With smartphones, social networks, cloud computing and predictive analytic techniques enabling the collection, analysis, use and storage of data in a ways not possible a few years ago, there are benefits and drawbacks.
New insights into medicine, education, and transportation, improved product offerings and more effectively tailored advertisements can be offset by concerns about whether big data may be used to categorize consumers in ways that may affect them unfairly, or even unlawfully.
According to the FTC, financial institutions, as well as retailers and other service providers, use big data to offer discounts to certain customers, tailor advertising for financial products or assess credit risks of certain populations.
The workshop, which will consists of academics, business and industry representatives and consumer advocates will address the following issues:
- How are organizations using big data to categorize consumers?
- What benefits do consumers gain from these practices? Do these practices raise consumer protection concerns?
- What benefits do organizations gain from these practices?
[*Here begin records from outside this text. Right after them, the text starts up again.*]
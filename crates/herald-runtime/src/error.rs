//! Runtime error types.

use thiserror::Error;

use crate::config::ConfigError;
use herald_framework::SetupError;

/// Errors that can occur while assembling or running a [`HeraldRuntime`].
///
/// [`HeraldRuntime`]: crate::HeraldRuntime
#[derive(Error, Debug)]
pub enum RuntimeError {
    /// Configuration could not be loaded or failed validation.
    #[error(transparent)]
    Config(#[from] ConfigError),

    /// A command, replacer or marker registration was rejected.
    #[error("Dispatcher setup failed: {0}")]
    Setup(#[from] SetupError),

    /// `dispatch.reactions_enabled` is set but no reaction binder was
    /// supplied.
    #[error("Reactions are enabled in configuration but no reaction binder was provided")]
    ReactionsUnavailable,
}

/// Result type for runtime operations.
pub type RuntimeResult<T> = Result<T, RuntimeError>;
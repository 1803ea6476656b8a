//! Error types for transport collaborators.
//!
//! Router-level errors (input errors, dispatch defects) live in
//! `herald-framework`.

use thiserror::Error;

/// Errors a collaborator reports back to the router.
#[derive(Debug, Clone, Error)]
pub enum ApiError {
    /// The transport is not connected.
    #[error("transport is not connected")]
    NotConnected,

    /// The target channel does not exist or is not reachable.
    #[error("channel '{0}' not found")]
    ChannelNotFound(String),

    /// The target message does not exist (anymore).
    #[error("message '{0}' not found")]
    MessageNotFound(String),

    /// The remote service refused the request.
    #[error("request rejected: {reason}")]
    Rejected {
        /// Reason given by the remote service.
        reason: String,
    },

    /// Other error.
    #[error("{0}")]
    Other(String),
}

impl ApiError {
    /// Creates a rejection error.
    pub fn rejected(reason: impl Into<String>) -> Self {
        Self::Rejected {
            reason: reason.into(),
        }
    }
}

impl From<serde_json::Error> for ApiError {
    fn from(err: serde_json::Error) -> Self {
        Self::Other(err.to_string())
    }
}

/// Result type for collaborator calls.
pub type ApiResult<T> = Result<T, ApiError>;
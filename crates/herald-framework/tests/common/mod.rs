#![allow(dead_code)]

use std::collections::HashSet;
use std::sync::Arc;

use async_trait::async_trait;
use parking_lot::Mutex;

use herald_core::{
    ApiError, ApiResult, Channel, ChannelId, Directory, GuildId, Message, Outbound, ReactInterface,
    ReactionBinder, SentMessage, Transport, User, UserId,
};

pub fn alice() -> User {
    User::new("u1", "Alice")
}

pub fn bob() -> User {
    User::new("u2", "Bob")
}

pub fn general() -> Channel {
    Channel::guild("c1", "general", "g1")
}

pub fn message(content: &str, author: User, channel: Channel) -> Message {
    Message::new("m1", content, author, channel)
}

pub fn in_general(content: &str) -> Message {
    message(content, alice(), general())
}

pub fn direct(content: &str) -> Message {
    message(content, alice(), Channel::direct("d1"))
}

pub struct MockTransport {
    sent: Mutex<Vec<(ChannelId, Outbound)>>,
    deleted: Mutex<Vec<SentMessage>>,
    failing: Mutex<HashSet<ChannelId>>,
    self_id: UserId,
}

impl MockTransport {
    pub fn new() -> Arc<Self> {
        Arc::new(Self {
            sent: Mutex::new(Vec::new()),
            deleted: Mutex::new(Vec::new()),
            failing: Mutex::new(HashSet::new()),
            self_id: UserId::from("bot"),
        })
    }

    pub fn fail_channel(&self, channel: &str) {
        self.failing.lock().insert(ChannelId::from(channel));
    }

    pub fn sent(&self) -> Vec<(ChannelId, Outbound)> {
        self.sent.lock().clone()
    }

    pub fn sent_texts(&self) -> Vec<String> {
        self.sent
            .lock()
            .iter()
            .filter_map(|(_, out)| out.content.clone())
            .collect()
    }

    pub fn deleted(&self) -> Vec<SentMessage> {
        self.deleted.lock().clone()
    }
}

#[async_trait]
impl Transport for MockTransport {
    fn self_id(&self) -> &UserId {
        &self.self_id
    }

    async fn send(&self, channel: &ChannelId, message: &Outbound) -> ApiResult<SentMessage> {
        if self.failing.lock().contains(channel) {
            return Err(ApiError::ChannelNotFound(channel.to_string()));
        }
        let mut sent = self.sent.lock();
        sent.push((channel.clone(), message.clone()));
        Ok(SentMessage::new(format!("s{}", sent.len()), channel.clone()))
    }

    /// Always fails, as if someone had already removed the message.
    async fn delete(&self, message: &SentMessage) -> ApiResult<()> {
        self.deleted.lock().push(message.clone());
        Err(ApiError::MessageNotFound(message.id.to_string()))
    }
}

pub struct MockDirectory;

#[async_trait]
impl Directory for MockDirectory {
    async fn user(&self, id: &UserId) -> ApiResult<Option<User>> {
        Ok([alice(), bob()].into_iter().find(|u| &u.id == id))
    }

    async fn channel(&self, id: &ChannelId) -> ApiResult<Option<Channel>> {
        Ok((general().id == *id).then(general))
    }

    async fn members(&self, _guild: &GuildId) -> ApiResult<Vec<User>> {
        Ok(vec![alice(), bob()])
    }

    async fn channels(&self, _guild: &GuildId) -> ApiResult<Vec<Channel>> {
        Ok(vec![general()])
    }
}

#[derive(Default)]
pub struct MockBinder {
    pub bound: Mutex<Vec<(SentMessage, ReactInterface, UserId)>>,
}

#[async_trait]
impl ReactionBinder for MockBinder {
    async fn bind(
        &self,
        response: &SentMessage,
        interface: &ReactInterface,
        owner: &UserId,
    ) -> ApiResult<()> {
        self.bound
            .lock()
            .push((response.clone(), interface.clone(), owner.clone()));
        Ok(())
    }
}
//! Configuration error types.

use std::path::PathBuf;

use thiserror::Error;

/// Errors that can occur during configuration loading and validation.
#[derive(Error, Debug)]
pub enum ConfigError {
    /// File not found at the specified path.
    #[error("Configuration file not found: {0}")]
    FileNotFound(PathBuf),

    /// The file extension names a format that is unknown or not enabled.
    #[error("Unsupported or disabled configuration file format: .{0}")]
    UnsupportedFormat(String),

    /// The merged sources could not be extracted into the schema.
    #[error("Failed to extract configuration: {0}")]
    ParseError(String),

    /// Invalid configuration value.
    #[error("Invalid configuration: {message}")]
    ValidationError { message: String },
}

impl ConfigError {
    /// Creates a validation error with the given message.
    pub fn validation(message: impl Into<String>) -> Self {
        Self::ValidationError {
            message: message.into(),
        }
    }
}

impl From<figment::Error> for ConfigError {
    fn from(err: figment::Error) -> Self {
        Self::ParseError(err.to_string())
    }
}

/// Result type for configuration operations.
pub type ConfigResult<T> = Result<T, ConfigError>;
//! In-memory collaborators for unit tests.

use std::collections::HashSet;
use std::sync::Arc;

use async_trait::async_trait;
use parking_lot::Mutex;

use herald_core::{
    ApiError, ApiResult, Channel, ChannelId, Directory, GuildId, Message, Outbound, SentMessage,
    Transport, User, UserId,
};

use crate::argument::{ArgKind, ArgValue};
use crate::tokenizer::{DirectoryResolver, Resolver};

/// A message from Alice in `#general` of guild `g1`.
pub fn guild_message(content: &str) -> Message {
    Message::new(
        "m1",
        content,
        User::new("u1", "Alice"),
        Channel::guild("c1", "general", "g1"),
    )
}

/// A direct message from Alice.
pub fn direct_message(content: &str) -> Message {
    Message::new("m2", content, User::new("u1", "Alice"), Channel::direct("d1"))
}

/// Guild `g1` with members Alice (`u1`) and Bob (`u2`) and channels
/// `general` (`c1`) and `random` (`c2`).
pub struct FixtureDirectory {
    users: Vec<User>,
    channels: Vec<Channel>,
}

impl Default for FixtureDirectory {
    fn default() -> Self {
        Self {
            users: vec![User::new("u1", "Alice"), User::new("u2", "Bob")],
            channels: vec![
                Channel::guild("c1", "general", "g1"),
                Channel::guild("c2", "random", "g1"),
            ],
        }
    }
}

#[async_trait]
impl Directory for FixtureDirectory {
    async fn user(&self, id: &UserId) -> ApiResult<Option<User>> {
        Ok(self.users.iter().find(|u| &u.id == id).cloned())
    }

    async fn channel(&self, id: &ChannelId) -> ApiResult<Option<Channel>> {
        Ok(self.channels.iter().find(|c| &c.id == id).cloned())
    }

    async fn members(&self, guild: &GuildId) -> ApiResult<Vec<User>> {
        Ok(if guild.as_str() == "g1" {
            self.users.clone()
        } else {
            Vec::new()
        })
    }

    async fn channels(&self, guild: &GuildId) -> ApiResult<Vec<Channel>> {
        Ok(self
            .channels
            .iter()
            .filter(|c| c.guild_id() == Some(guild))
            .cloned()
            .collect())
    }
}

/// A resolver over [`FixtureDirectory`].
pub struct FixtureResolver;

#[async_trait]
impl Resolver for FixtureResolver {
    async fn resolve(&self, scope: &Message, raw: &str, kind: ArgKind) -> Option<ArgValue> {
        DirectoryResolver::new(Arc::new(FixtureDirectory::default()))
            .resolve(scope, raw, kind)
            .await
    }
}

/// A transport that records sends and deletes. Sends to channels marked
/// with [`fail_channel`](Self::fail_channel) fail.
pub struct RecordingTransport {
    self_id: UserId,
    sent: Mutex<Vec<(ChannelId, Outbound)>>,
    deleted: Mutex<Vec<SentMessage>>,
    failing: Mutex<HashSet<ChannelId>>,
}

impl RecordingTransport {
    pub fn new() -> Arc<Self> {
        Arc::new(Self {
            self_id: UserId::from("bot"),
            sent: Mutex::new(Vec::new()),
            deleted: Mutex::new(Vec::new()),
            failing: Mutex::new(HashSet::new()),
        })
    }

    pub fn fail_channel(&self, channel: &str) {
        self.failing.lock().insert(ChannelId::from(channel));
    }

    pub fn sent(&self) -> Vec<(ChannelId, Outbound)> {
        self.sent.lock().clone()
    }

    pub fn deleted(&self) -> Vec<SentMessage> {
        self.deleted.lock().clone()
    }
}

#[async_trait]
impl Transport for RecordingTransport {
    fn self_id(&self) -> &UserId {
        &self.self_id
    }

    async fn send(&self, channel: &ChannelId, message: &Outbound) -> ApiResult<SentMessage> {
        if self.failing.lock().contains(channel) {
            return Err(ApiError::ChannelNotFound(channel.to_string()));
        }
        let mut sent = self.sent.lock();
        sent.push((channel.clone(), message.clone()));
        Ok(SentMessage::new(format!("s{}", sent.len()), channel.clone()))
    }

    async fn delete(&self, message: &SentMessage) -> ApiResult<()> {
        self.deleted.lock().push(message.clone());
        Err(ApiError::MessageNotFound(message.id.to_string()))
    }
}
/// Builder for a [`HeraldRuntime`].
///
/// Configuration comes from a [`ConfigLoader`] unless an explicit config is
/// supplied. Registrations are applied after the configured settings, so a
/// [`configure`](Self::configure) hook can still override them.
pub struct RuntimeBuilder {
    transport: BoxedTransport,
    config_loader: ConfigLoader,
    config: Option<HeraldConfig>,
    directory: Option<BoxedDirectory>,
    binder: Option<BoxedReactionBinder>,
    hooks: Vec<Configure>,
    init_logging: bool,
}

impl RuntimeBuilder {
    pub fn new(transport: BoxedTransport) -> Self {
        Self {
            transport,
            config_loader: ConfigLoader::new(),
            config: None,
            directory: None,
            binder: None,
            hooks: Vec::new(),
            init_logging: true,
        }
    }

    pub fn config_file<P: AsRef<Path>>(mut self, path: P) -> Self {
        self.config_loader = self.config_loader.file(path);
        self
    }

    pub fn profile(mut self, profile: impl Into<String>) -> Self {
        self.config_loader = self.config_loader.profile(profile);
        self
    }

    pub fn search_path<P: AsRef<Path>>(mut self, path: P) -> Self {
        self.config_loader = self.config_loader.search_path(path);
        self
    }

    pub fn with_env(mut self) -> Self {
        self.config_loader = self.config_loader.with_env();
        self
    }

    pub fn without_env(mut self) -> Self {
        self.config_loader = self.config_loader.without_env();
        self
    }

    /// Merges configuration programmatically, above files and environment.
    pub fn merge(mut self, config: HeraldConfig) -> Self {
        self.config_loader = self.config_loader.merge(config);
        self
    }

    /// Uses this configuration as-is instead of loading one.
    pub fn config(mut self, config: HeraldConfig) -> Self {
        self.config = Some(config);
        self
    }

    /// Leaves the global tracing subscriber alone.
    pub fn without_logging(mut self) -> Self {
        self.init_logging = false;
        self
    }

    pub fn directory(mut self, directory: BoxedDirectory) -> Self {
        self.directory = Some(directory);
        self
    }

    /// Supplies the reaction binder. It is only installed when
    /// `dispatch.reactions_enabled` is set.
    pub fn reactions(mut self, binder: BoxedReactionBinder) -> Self {
        self.binder = Some(binder);
        self
    }

    pub fn command(self, command: Command) -> Self {
        self.configure(move |builder| builder.command(command))
    }

    pub fn replacer(self, replacer: Replacer) -> Self {
        self.configure(move |builder| builder.replacer(replacer))
    }

    pub fn middleware(self, middleware: impl Middleware) -> Self {
        self.configure(move |builder| builder.middleware(middleware))
    }

    /// Adjusts the dispatcher builder directly.
    pub fn configure<F>(mut self, hook: F) -> Self
    where
        F: FnOnce(DispatcherBuilder) -> DispatcherBuilder + 'static,
    {
        self.hooks.push(Box::new(hook));
        self
    }

    /// Loads configuration, initializes logging and builds the dispatcher.
    pub fn build(self) -> RuntimeResult<HeraldRuntime> {
        let config = match self.config {
            Some(config) => {
                validate_config(&config)?;
                config
            }
            None => self.config_loader.load()?,
        };

        if self.init_logging {
            logging::init_from_config(&config.logging);
        }

        let settings = &config.dispatch;
        let mut builder = Dispatcher::builder(self.transport)
            .prefix(settings.prefix.clone())
            .markers(settings.replacer_open.clone(), settings.replacer_close.clone());
        if let Some(owner) = &settings.owner_id {
            builder = builder.owner(owner.clone());
        }
        for (scope, prefix) in &settings.prefixes {
            builder = builder.prefix_override(scope.clone(), prefix.clone());
        }
        if let Some(directory) = self.directory {
            builder = builder.directory(directory);
        }
        match (settings.reactions_enabled, self.binder) {
            (true, Some(binder)) => builder = builder.reactions(binder),
            (true, None) => return Err(RuntimeError::ReactionsUnavailable),
            (false, Some(_)) => debug!("Reaction binder supplied but reactions are disabled"),
            (false, None) => {}
        }
        for hook in self.hooks {
            builder = hook(builder);
        }
        let dispatcher = builder.build()?;

        info!(
            prefix = %settings.prefix,
            commands = dispatcher.commands().len(),
            replacers = dispatcher.replacers().len(),
            log_level = %config.logging.level,
            "Runtime initialized from configuration"
        );

        Ok(HeraldRuntime {
            config,
            dispatcher: Arc::new(dispatcher),
            stats: Arc::new(RuntimeStats::default()),
            shutdown: CancellationToken::new(),
        })
    }
}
What are the social and economic impacts, both positive and negative, from the use of big data to categorize consumers?
- How do existing laws apply to such practices? Are there gaps in the legal framework?
- Are companies appropriately assessing the impact of big data practices on low income and underserved populations? Should additional measures be considered?
The workshop is free and open to the public, but seating will be limited and attendance will be on a first-come, first-served basis starting at 8 a.m. (ET) Sept. 15. No pre-registration is required.
A live webcast of the workshop will also be available on the day of the event.